De esa misión se encargaría José Manuel del Regato. Este enigmático personaje, en otro tiempo un vehemente liberal, había sido encarcelado años atrás por su pertenencia a sociedades secretas liberales y masónicas cuyos círculos, costumbres y movimientos conocía como nadie.
Hastiado de su larga y dura estancia en la cárcel, el hábil Regato vendió sus servicios al rey a cambio de su libertad, moviéndose en los ambientes liberales para proporcionar la información que permitiese esa represión liberal que el rey tanto ansiaba. De Regato diría el Pío Baroja que “había en sus ojos la vaguedad propia de los tontos o de los que aparentan serlo, y a menudo reía, como tributando de este modo complaciente lisonja a cuantos le dirigían la palabra. Vestía completamente de negro, asemejándose por esta circunstancia a una persona de estado eclesiástico”.
El hábil Regato se ganó pronto la confianza del rey por sus servicios destacados. El monarca puso bajo sus órdenes a diez agentes secretos, seleccionados entre individuos de baja condición social para que pudieran infiltrarse con éxito en tabernas, cafés o reuniones sociales susceptibles de acoger actividad liberal.
Cada agente se identificaba con un número, ninguno se conocía entre sí, y sólo Regato sabía sus verdaderas identidades.
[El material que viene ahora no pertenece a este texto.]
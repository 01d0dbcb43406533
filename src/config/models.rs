use schemars::JsonSchema;
use serde::{Deserialize, Serialize};
use serde_valid::Validate;
use std::path::PathBuf;

/// Daemon settings.
///
/// Read from the device configuration document, table `main.plugins.telepwn`.
/// Only `bot_token` and `chat_id` are required; every path and tunable has a
/// default matching a stock device image.
#[derive(Debug, Clone, Serialize, Deserialize, JsonSchema, Validate)]
pub struct Settings {
    /// Bot API token of the transport.
    #[validate(min_length = 1)]
    pub bot_token: String,

    /// The single chat allowed to drive the device.
    pub chat_id: ChatId,

    /// Durable document holding the webhook table.
    #[serde(default = "defaults::webhook_file")]
    pub webhook_file: PathBuf,

    /// Durable document holding the schedule table.
    #[serde(default = "defaults::schedule_file")]
    pub schedule_file: PathBuf,

    /// Directory of captured handshakes (counted, listed and downloadable).
    #[serde(default = "defaults::handshake_dir")]
    pub handshake_dir: PathBuf,

    /// Daemon log file tailed by the `logs` action.
    #[serde(default = "defaults::log_path")]
    pub log_path: PathBuf,

    /// Directories scanned for installed extensions (`*.py` modules).
    #[serde(default = "defaults::plugin_dirs")]
    pub plugin_dirs: Vec<PathBuf>,

    /// Paths collected into a backup archive (missing ones are skipped).
    #[serde(default = "defaults::backup_paths")]
    pub backup_paths: Vec<PathBuf>,

    /// Where backup archives are written.
    #[serde(default = "defaults::backup_dir")]
    pub backup_dir: PathBuf,

    /// Host service restarted, killed and signalled by device actions.
    #[serde(default = "defaults::service_name")]
    #[validate(min_length = 1)]
    pub service_name: String,

    /// Scheduler poll interval in seconds.
    #[serde(default = "defaults::scheduler_poll_secs")]
    #[validate(minimum = 1)]
    pub scheduler_poll_secs: u64,

    /// Minimum delay between two button presses from one chat, in milliseconds.
    #[serde(default = "defaults::cooldown_ms")]
    pub cooldown_ms: u64,

    /// Timeout for outbound HTTP requests made by webhook actions.
    #[serde(default = "defaults::http_timeout_secs")]
    #[validate(minimum = 1)]
    pub http_timeout_secs: u64,

    /// Longest outbound message; longer replies are split into chunks.
    #[serde(default = "defaults::max_message_len")]
    #[validate(minimum = 16)]
    pub max_message_len: usize,
}

impl Settings {
    /// Settings with every optional field at its default.
    pub fn new(bot_token: impl Into<String>, chat_id: i64) -> Self {
        Self {
            bot_token: bot_token.into(),
            chat_id: ChatId::Numeric(chat_id),
            webhook_file: defaults::webhook_file(),
            schedule_file: defaults::schedule_file(),
            handshake_dir: defaults::handshake_dir(),
            log_path: defaults::log_path(),
            plugin_dirs: defaults::plugin_dirs(),
            backup_paths: defaults::backup_paths(),
            backup_dir: defaults::backup_dir(),
            service_name: defaults::service_name(),
            scheduler_poll_secs: defaults::scheduler_poll_secs(),
            cooldown_ms: defaults::cooldown_ms(),
            http_timeout_secs: defaults::http_timeout_secs(),
            max_message_len: defaults::max_message_len(),
        }
    }
}

/// Chat identifiers appear both as integers and as quoted strings in the wild.
#[derive(Debug, Clone, Serialize, Deserialize, JsonSchema, PartialEq, Eq)]
#[serde(untagged)]
pub enum ChatId {
    Numeric(i64),
    Text(String),
}

impl ChatId {
    pub fn as_i64(&self) -> Option<i64> {
        match self {
            ChatId::Numeric(id) => Some(*id),
            ChatId::Text(s) => s.trim().parse().ok(),
        }
    }
}

pub(crate) mod defaults {
    use std::path::PathBuf;

    pub fn webhook_file() -> PathBuf {
        "/etc/pwnagotchi/telepwn_webhooks.toml".into()
    }

    pub fn schedule_file() -> PathBuf {
        "/etc/pwnagotchi/telepwn_schedules.toml".into()
    }

    pub fn handshake_dir() -> PathBuf {
        "/home/pi/handshakes".into()
    }

    pub fn log_path() -> PathBuf {
        "/etc/pwnagotchi/log/pwnagotchi.log".into()
    }

    pub fn plugin_dirs() -> Vec<PathBuf> {
        vec![
            "/home/pi/.pwn/lib/python3.11/site-packages/pwnagotchi/plugins/default".into(),
            "/usr/local/share/pwnagotchi/custom-plugins".into(),
        ]
    }

    pub fn backup_paths() -> Vec<PathBuf> {
        [
            "/root/settings.yaml",
            "/root/client_secrets.json",
            "/home/pi/handshakes/",
            "/root/.api-report.json",
            "/root/.ssh",
            "/root/.bashrc",
            "/root/.profile",
            "/root/peers",
            "/etc/pwnagotchi/",
            "/usr/local/share/pwnagotchi/custom-plugins",
            "/etc/ssh/",
            "/home/pi/.bashrc",
            "/home/pi/.profile",
            "/root/.auto-update",
            "/home/pi/.wpa_sec_Uploads",
        ]
        .into_iter()
        .map(PathBuf::from)
        .collect()
    }

    pub fn backup_dir() -> PathBuf {
        "/home/pi".into()
    }

    pub fn service_name() -> String {
        "pwnagotchi".into()
    }

    pub fn scheduler_poll_secs() -> u64 {
        60
    }

    pub fn cooldown_ms() -> u64 {
        2000
    }

    pub fn http_timeout_secs() -> u64 {
        5
    }

    pub fn max_message_len() -> usize {
        4096 / 2
    }
}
Los agentes realizaban vigilancias, seguimientos y compraban el testimonio de confidentes para averiguar hasta el último detalle de la vida y hábitos de sus objetivos.
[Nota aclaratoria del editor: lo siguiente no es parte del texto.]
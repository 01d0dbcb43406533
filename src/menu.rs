//! Inline menus and the built-in callback tokens behind their buttons.

use crate::confirm::ConfirmToken;
use crate::plugins::PluginEntry;
use crate::sources::{Button, Keyboard, Reply};

pub const SHOW_MENU: &str = "show_menu";
pub const BACK_TO_INITIAL: &str = "back_to_initial";
pub const CANCEL: &str = "cancel";
pub const TOGGLE_PLUGIN_PREFIX: &str = "toggle_plugin_";

pub const BANNER: &str = "🖐 TelePwn";

/// Built-in actions reachable from a button.
#[derive(Debug, Clone, Copy, PartialEq, Eq)]
pub enum MenuAction {
    ShowMenu,
    BackToInitial,
    Cancel,
    Reboot,
    Shutdown,
    Uptime,
    Handshakes,
    Backup,
    RestartManual,
    RestartAuto,
    Kill,
    Clear,
    Logs,
    Inbox,
    Plugins,
}

impl MenuAction {
    pub fn from_token(token: &str) -> Option<Self> {
        Some(match token {
            // `start` is what the plugin list's Back button sends.
            SHOW_MENU | "start" => Self::ShowMenu,
            BACK_TO_INITIAL => Self::BackToInitial,
            CANCEL => Self::Cancel,
            "reboot" => Self::Reboot,
            "shutdown" => Self::Shutdown,
            "uptime" => Self::Uptime,
            "handshake_count" => Self::Handshakes,
            "create_backup" => Self::Backup,
            "restart_manual" => Self::RestartManual,
            "restart_auto" => Self::RestartAuto,
            "pwnkill" => Self::Kill,
            "clear" => Self::Clear,
            "logs" => Self::Logs,
            "inbox" => Self::Inbox,
            "plugins" => Self::Plugins,
            _ => return None,
        })
    }
}

/// A decoded button press.
#[derive(Debug, Clone, PartialEq, Eq)]
pub enum Callback {
    Menu(MenuAction),
    TogglePlugin(String),
    Confirm(ConfirmToken),
}

impl Callback {
    pub fn parse(token: &str) -> Option<Self> {
        if let Some(plugin) = token.strip_prefix(TOGGLE_PLUGIN_PREFIX) {
            return Some(Self::TogglePlugin(plugin.to_string()));
        }
        if let Some(confirm) = ConfirmToken::decode(token) {
            return Some(Self::Confirm(confirm));
        }
        MenuAction::from_token(token).map(Self::Menu)
    }
}

pub fn initial_menu() -> Keyboard {
    vec![vec![Button::new("📋 Menu", SHOW_MENU)]]
}

pub fn main_menu() -> Keyboard {
    vec![
        vec![
            Button::new("🔄 Reboot", "reboot"),
            Button::new("⏏️ Shutdown", "shutdown"),
            Button::new("⏳ Uptime", "uptime"),
        ],
        vec![
            Button::new("🤝 Handshakes", "handshake_count"),
            Button::new("💾 Backup", "create_backup"),
        ],
        vec![
            Button::new("🔧 Manual Restart", "restart_manual"),
            Button::new("🤖 Auto Restart", "restart_auto"),
            Button::new("🗡️ Kill", "pwnkill"),
        ],
        vec![
            Button::new("🖌️ Clear", "clear"),
            Button::new("📜 Logs", "logs"),
            Button::new("📥 Inbox", "inbox"),
        ],
        vec![
            Button::new("🔩 Plugins", "plugins"),
            Button::new("⬅️ Back", BACK_TO_INITIAL),
        ],
    ]
}

pub fn main_menu_reply() -> Reply {
    Reply::notice(format!("{BANNER}\nSelect an option:")).with_keyboard(main_menu())
}

pub fn initial_menu_reply() -> Reply {
    Reply::notice(BANNER).with_keyboard(initial_menu())
}

/// One toggle button per extension, showing its current state.
pub fn plugin_menu(plugins: &[PluginEntry]) -> Reply {
    if plugins.is_empty() {
        return Reply::warn("No plugins found.");
    }
    let mut keyboard: Keyboard = plugins
        .iter()
        .map(|p| {
            let mark = if p.enabled { "✅" } else { "❌" };
            vec![Button::new(
                format!("{mark} {}", p.name),
                format!("{TOGGLE_PLUGIN_PREFIX}{}", p.name),
            )]
        })
        .collect();
    keyboard.push(vec![Button::new("Back", "start")]);
    Reply::notice("🔧 Toggle Plugins:").with_keyboard(keyboard)
}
Los informes de vigilancia solían intercambiarse en lugares cuidadosamente elegidos, y se encriptaban con códigos numéricos que sólo el agente emisor y Regato conocían de antemano. De la misma forma, Regato mantenía contacto postal encriptado y frecuente con Mariano de Cavia, embajador español en Inglaterra, desde donde muchos liberales españoles exiliados trataban de socavar el régimen absolutista de Fernando VII.
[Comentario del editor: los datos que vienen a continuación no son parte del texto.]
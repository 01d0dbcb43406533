//! Outbound HTTP seam used by `http` webhooks and secondary notifications.

use std::time::Duration;

use anyhow::{Context, Result, anyhow};
use async_trait::async_trait;
use reqwest::Method;
use serde_json::Value;
use tracing::debug;

#[async_trait]
pub trait WebClient: Send + Sync {
    /// Issue a request and return the response status code.
    async fn request(&self, method: &str, url: &str, body: Option<&Value>) -> Result<u16>;
}

/// `reqwest` client with a fixed request timeout.
#[derive(Debug, Clone)]
pub struct ReqwestClient {
    client: reqwest::Client,
}

impl ReqwestClient {
    pub fn new(timeout: Duration) -> Result<Self> {
        let client = reqwest::Client::builder()
            .timeout(timeout)
            .build()
            .context("Failed to build HTTP client")?;
        Ok(Self { client })
    }
}

#[async_trait]
impl WebClient for ReqwestClient {
    async fn request(&self, method: &str, url: &str, body: Option<&Value>) -> Result<u16> {
        let method = Method::from_bytes(method.to_ascii_uppercase().as_bytes())
            .map_err(|_| anyhow!("Invalid HTTP method '{method}'"))?;
        debug!(target: "telepwn::http", %method, %url, "Sending request");
        let mut request = self.client.request(method, url);
        if let Some(body) = body {
            request = request.json(body);
        }
        let response = request.send().await.context("HTTP request failed")?;
        Ok(response.status().as_u16())
    }
}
La red de agentes de información de Regato fue aumentando conforme lo hacía el recrudecimiento de la represión absolutista. Madrid, Cádiz, Sevilla, Málaga… Varios agentes fueron destinados a las principales ciudades de España, desde donde informaban puntualmente a Regato de cualquier movimiento sospechoso de liberalismo que amenazase la estabilidad de un régimen cuya supervivencia corría pareja a la salud del monarca, cada día más deteriorada.
Lo cierto es que Regato, carente desde hacía tiempo de todo escrúpulo e integridad, utilizó su enorme poder e influencia para adquirir numerosas prebendas y beneficios económicos por sus servicios.
Tras la muerte de Fernando VII en 1833 y con el progresivo avance del liberalismo en España, Regato fue defenestrado y desterrado, aunque durante algún tiempo se le mantuvo su elevada pensión de 20.000 reales anuales en atención a su actividad liberal en sus tiempos de juventud.
El primer agente de información de la Historia Contemporánea de España moriría solo y arruinado poco tiempo después en su exilio en Francia, y su polémica “Alta Policía”, que tantos liberales había llevado ante pelotones de fusilamiento, sería suprimida por orden del General Espartero en 1840, habida cuenta de la corrupción económica y moral que la carcomía: “Donde existe un Gobierno liberal y que sabe respetar los derechos de los pueblos, para nada se necesita policía secreta, aún cuando esté perfectamente constituida y organizada […]. La policía de España, donde afortunadamente hay un Gobierno que tiene por norte de su conducta la Constitución, de la cual jamás se separará, y un religioso respeto a las leyes, debe ser pública, como lo serán todos sus actos, y dedicarse única y exclusivamente a la protección de los ciudadanos, reprimiendo los delitos y persiguiendo los criminales”. (Decreto de Espartero de 2 de noviembre de 1840).
Felicidades Jorge, un estupendo artículo qué invita a querer descubrir mucho más.
Muchísimas gracias por tu reseña, Miguel.